WORK INSTRUCTIONS:
Copy, from the material below, each line that contains the word "indexed".
GIVEN ENTRIES Block Start
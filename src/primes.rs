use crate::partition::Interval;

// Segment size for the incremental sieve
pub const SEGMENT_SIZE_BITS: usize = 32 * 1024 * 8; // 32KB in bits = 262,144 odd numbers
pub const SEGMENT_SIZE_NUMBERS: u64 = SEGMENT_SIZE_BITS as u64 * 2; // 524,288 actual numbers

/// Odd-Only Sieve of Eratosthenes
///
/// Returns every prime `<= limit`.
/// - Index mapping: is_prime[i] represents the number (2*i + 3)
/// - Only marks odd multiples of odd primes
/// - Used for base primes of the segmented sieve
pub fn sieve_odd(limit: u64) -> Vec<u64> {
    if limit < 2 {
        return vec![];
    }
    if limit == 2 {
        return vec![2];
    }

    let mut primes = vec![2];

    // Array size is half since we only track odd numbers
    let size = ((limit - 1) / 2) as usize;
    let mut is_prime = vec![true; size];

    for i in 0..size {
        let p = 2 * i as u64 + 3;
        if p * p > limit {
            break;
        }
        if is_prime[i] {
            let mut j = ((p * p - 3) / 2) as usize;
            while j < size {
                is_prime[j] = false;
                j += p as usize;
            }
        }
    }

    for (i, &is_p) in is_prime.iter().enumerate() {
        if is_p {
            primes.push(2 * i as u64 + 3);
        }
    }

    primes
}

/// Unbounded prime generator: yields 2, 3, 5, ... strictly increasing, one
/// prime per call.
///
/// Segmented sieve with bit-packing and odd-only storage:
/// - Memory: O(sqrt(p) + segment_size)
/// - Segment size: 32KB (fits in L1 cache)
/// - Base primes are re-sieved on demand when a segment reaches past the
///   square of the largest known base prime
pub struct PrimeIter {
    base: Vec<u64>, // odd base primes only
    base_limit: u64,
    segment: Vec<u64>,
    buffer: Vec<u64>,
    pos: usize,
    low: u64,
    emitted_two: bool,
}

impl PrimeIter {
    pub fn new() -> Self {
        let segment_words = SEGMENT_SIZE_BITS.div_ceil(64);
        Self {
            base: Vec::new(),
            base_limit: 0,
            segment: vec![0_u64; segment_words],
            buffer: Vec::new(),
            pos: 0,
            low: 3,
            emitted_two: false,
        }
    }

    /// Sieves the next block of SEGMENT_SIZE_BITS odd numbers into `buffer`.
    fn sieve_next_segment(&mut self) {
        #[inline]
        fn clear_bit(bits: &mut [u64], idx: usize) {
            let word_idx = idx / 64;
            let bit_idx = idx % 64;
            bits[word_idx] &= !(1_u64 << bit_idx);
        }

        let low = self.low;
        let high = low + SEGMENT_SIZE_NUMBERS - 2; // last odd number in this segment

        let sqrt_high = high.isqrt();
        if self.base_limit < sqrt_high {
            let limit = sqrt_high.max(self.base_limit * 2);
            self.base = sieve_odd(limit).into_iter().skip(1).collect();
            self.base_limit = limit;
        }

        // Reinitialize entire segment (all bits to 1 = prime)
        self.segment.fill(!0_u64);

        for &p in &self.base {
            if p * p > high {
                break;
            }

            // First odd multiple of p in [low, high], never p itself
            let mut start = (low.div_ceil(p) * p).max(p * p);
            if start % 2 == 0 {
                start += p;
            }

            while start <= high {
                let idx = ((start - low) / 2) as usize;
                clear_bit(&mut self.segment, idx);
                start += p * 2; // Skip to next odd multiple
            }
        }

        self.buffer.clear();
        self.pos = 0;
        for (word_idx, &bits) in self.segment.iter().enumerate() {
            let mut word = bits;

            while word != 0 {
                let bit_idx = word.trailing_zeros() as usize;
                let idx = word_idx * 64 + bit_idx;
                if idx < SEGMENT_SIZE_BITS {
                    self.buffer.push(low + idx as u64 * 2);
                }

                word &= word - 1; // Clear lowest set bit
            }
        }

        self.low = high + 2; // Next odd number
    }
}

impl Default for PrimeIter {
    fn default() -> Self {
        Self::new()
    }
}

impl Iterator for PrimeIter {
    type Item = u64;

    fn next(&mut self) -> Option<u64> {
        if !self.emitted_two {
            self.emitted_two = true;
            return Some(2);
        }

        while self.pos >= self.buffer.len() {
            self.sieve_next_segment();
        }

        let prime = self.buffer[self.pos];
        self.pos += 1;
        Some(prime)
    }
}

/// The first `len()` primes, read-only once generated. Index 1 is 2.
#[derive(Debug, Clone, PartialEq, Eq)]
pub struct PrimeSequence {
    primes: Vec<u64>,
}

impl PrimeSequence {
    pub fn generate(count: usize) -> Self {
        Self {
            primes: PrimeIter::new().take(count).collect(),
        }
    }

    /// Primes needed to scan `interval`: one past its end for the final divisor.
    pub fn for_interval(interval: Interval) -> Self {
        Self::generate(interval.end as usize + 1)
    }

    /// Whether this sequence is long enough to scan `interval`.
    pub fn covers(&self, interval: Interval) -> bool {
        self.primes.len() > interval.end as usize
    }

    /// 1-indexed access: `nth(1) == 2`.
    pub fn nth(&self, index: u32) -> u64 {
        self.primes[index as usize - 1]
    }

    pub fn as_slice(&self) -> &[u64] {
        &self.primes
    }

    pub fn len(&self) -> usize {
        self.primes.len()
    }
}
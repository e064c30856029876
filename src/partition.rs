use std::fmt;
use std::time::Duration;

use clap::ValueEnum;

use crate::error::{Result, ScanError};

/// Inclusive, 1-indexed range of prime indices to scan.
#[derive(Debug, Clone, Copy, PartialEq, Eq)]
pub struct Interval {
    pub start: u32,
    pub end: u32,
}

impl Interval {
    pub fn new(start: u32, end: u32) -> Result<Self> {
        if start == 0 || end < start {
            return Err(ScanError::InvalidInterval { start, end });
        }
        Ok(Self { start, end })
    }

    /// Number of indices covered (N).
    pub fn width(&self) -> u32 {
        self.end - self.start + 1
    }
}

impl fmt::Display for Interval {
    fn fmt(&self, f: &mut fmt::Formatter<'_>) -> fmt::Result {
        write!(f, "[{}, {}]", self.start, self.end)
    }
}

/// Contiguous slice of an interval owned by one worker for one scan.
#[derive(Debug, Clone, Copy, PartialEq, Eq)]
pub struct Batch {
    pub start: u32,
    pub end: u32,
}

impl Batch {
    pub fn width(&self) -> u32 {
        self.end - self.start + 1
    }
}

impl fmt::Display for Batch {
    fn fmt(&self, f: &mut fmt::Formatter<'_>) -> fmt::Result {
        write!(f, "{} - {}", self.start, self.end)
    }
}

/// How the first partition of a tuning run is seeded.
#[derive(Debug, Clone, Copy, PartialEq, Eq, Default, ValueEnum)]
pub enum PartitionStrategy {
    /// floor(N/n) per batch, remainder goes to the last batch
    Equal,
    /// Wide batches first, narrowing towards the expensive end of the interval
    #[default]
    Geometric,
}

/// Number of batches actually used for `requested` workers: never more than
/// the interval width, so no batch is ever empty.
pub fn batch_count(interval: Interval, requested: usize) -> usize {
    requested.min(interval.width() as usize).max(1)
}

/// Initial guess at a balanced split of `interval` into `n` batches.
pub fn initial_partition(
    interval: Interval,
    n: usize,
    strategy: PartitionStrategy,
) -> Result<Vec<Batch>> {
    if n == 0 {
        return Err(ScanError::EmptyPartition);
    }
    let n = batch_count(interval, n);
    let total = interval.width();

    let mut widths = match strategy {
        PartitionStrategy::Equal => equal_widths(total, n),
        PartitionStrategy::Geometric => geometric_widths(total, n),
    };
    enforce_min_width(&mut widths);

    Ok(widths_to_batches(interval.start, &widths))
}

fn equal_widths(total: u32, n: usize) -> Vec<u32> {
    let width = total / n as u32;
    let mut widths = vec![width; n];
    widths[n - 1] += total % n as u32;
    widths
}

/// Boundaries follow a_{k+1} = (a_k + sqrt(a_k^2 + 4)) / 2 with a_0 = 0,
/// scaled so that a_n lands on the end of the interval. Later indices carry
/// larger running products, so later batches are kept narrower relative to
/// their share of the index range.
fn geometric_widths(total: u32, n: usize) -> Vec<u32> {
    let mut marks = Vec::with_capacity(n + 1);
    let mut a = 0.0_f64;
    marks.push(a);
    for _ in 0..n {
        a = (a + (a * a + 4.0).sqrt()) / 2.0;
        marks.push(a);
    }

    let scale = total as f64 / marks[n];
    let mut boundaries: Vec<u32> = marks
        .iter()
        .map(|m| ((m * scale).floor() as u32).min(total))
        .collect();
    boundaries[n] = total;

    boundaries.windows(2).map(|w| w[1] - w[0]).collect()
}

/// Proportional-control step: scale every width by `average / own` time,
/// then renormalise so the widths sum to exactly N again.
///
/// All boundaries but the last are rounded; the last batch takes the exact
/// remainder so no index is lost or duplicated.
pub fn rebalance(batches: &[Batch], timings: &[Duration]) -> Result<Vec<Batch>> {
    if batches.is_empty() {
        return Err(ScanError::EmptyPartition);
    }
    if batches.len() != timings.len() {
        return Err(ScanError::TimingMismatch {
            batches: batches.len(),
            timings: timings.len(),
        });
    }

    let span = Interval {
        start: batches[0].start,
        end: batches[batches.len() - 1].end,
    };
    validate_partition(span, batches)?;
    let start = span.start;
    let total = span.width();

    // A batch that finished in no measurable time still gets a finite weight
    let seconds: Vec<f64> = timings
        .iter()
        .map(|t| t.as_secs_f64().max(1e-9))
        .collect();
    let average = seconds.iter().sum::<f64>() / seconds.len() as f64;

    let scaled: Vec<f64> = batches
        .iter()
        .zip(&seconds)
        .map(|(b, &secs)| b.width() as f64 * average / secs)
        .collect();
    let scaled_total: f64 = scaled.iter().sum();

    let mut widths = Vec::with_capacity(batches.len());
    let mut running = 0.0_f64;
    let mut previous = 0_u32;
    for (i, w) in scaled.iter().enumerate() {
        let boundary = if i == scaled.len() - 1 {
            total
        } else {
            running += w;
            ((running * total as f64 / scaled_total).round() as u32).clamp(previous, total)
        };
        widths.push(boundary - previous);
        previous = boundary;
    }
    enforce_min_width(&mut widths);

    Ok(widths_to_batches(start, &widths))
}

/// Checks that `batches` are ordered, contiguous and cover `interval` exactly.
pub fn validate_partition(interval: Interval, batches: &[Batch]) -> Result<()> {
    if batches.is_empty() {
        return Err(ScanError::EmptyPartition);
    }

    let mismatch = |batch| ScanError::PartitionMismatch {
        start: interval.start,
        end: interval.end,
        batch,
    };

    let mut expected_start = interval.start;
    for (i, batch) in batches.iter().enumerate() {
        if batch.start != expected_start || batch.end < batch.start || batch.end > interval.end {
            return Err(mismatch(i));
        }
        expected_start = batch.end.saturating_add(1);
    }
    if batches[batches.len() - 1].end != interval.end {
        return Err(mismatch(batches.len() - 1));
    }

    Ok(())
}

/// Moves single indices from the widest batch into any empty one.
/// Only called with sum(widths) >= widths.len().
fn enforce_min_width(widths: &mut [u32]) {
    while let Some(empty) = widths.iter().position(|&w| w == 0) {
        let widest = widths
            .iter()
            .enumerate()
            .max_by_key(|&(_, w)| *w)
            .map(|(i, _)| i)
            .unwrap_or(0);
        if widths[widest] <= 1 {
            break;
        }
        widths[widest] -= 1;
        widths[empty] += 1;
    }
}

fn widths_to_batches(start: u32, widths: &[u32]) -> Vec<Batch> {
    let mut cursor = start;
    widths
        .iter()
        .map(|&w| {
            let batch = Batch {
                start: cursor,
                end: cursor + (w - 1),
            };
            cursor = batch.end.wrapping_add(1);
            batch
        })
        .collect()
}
GIVEN ENTRIES Block End
REPLY:
    /// 1-indexed access: `nth(1) == 2`.
/// Inclusive, 1-indexed range of prime indices to scan.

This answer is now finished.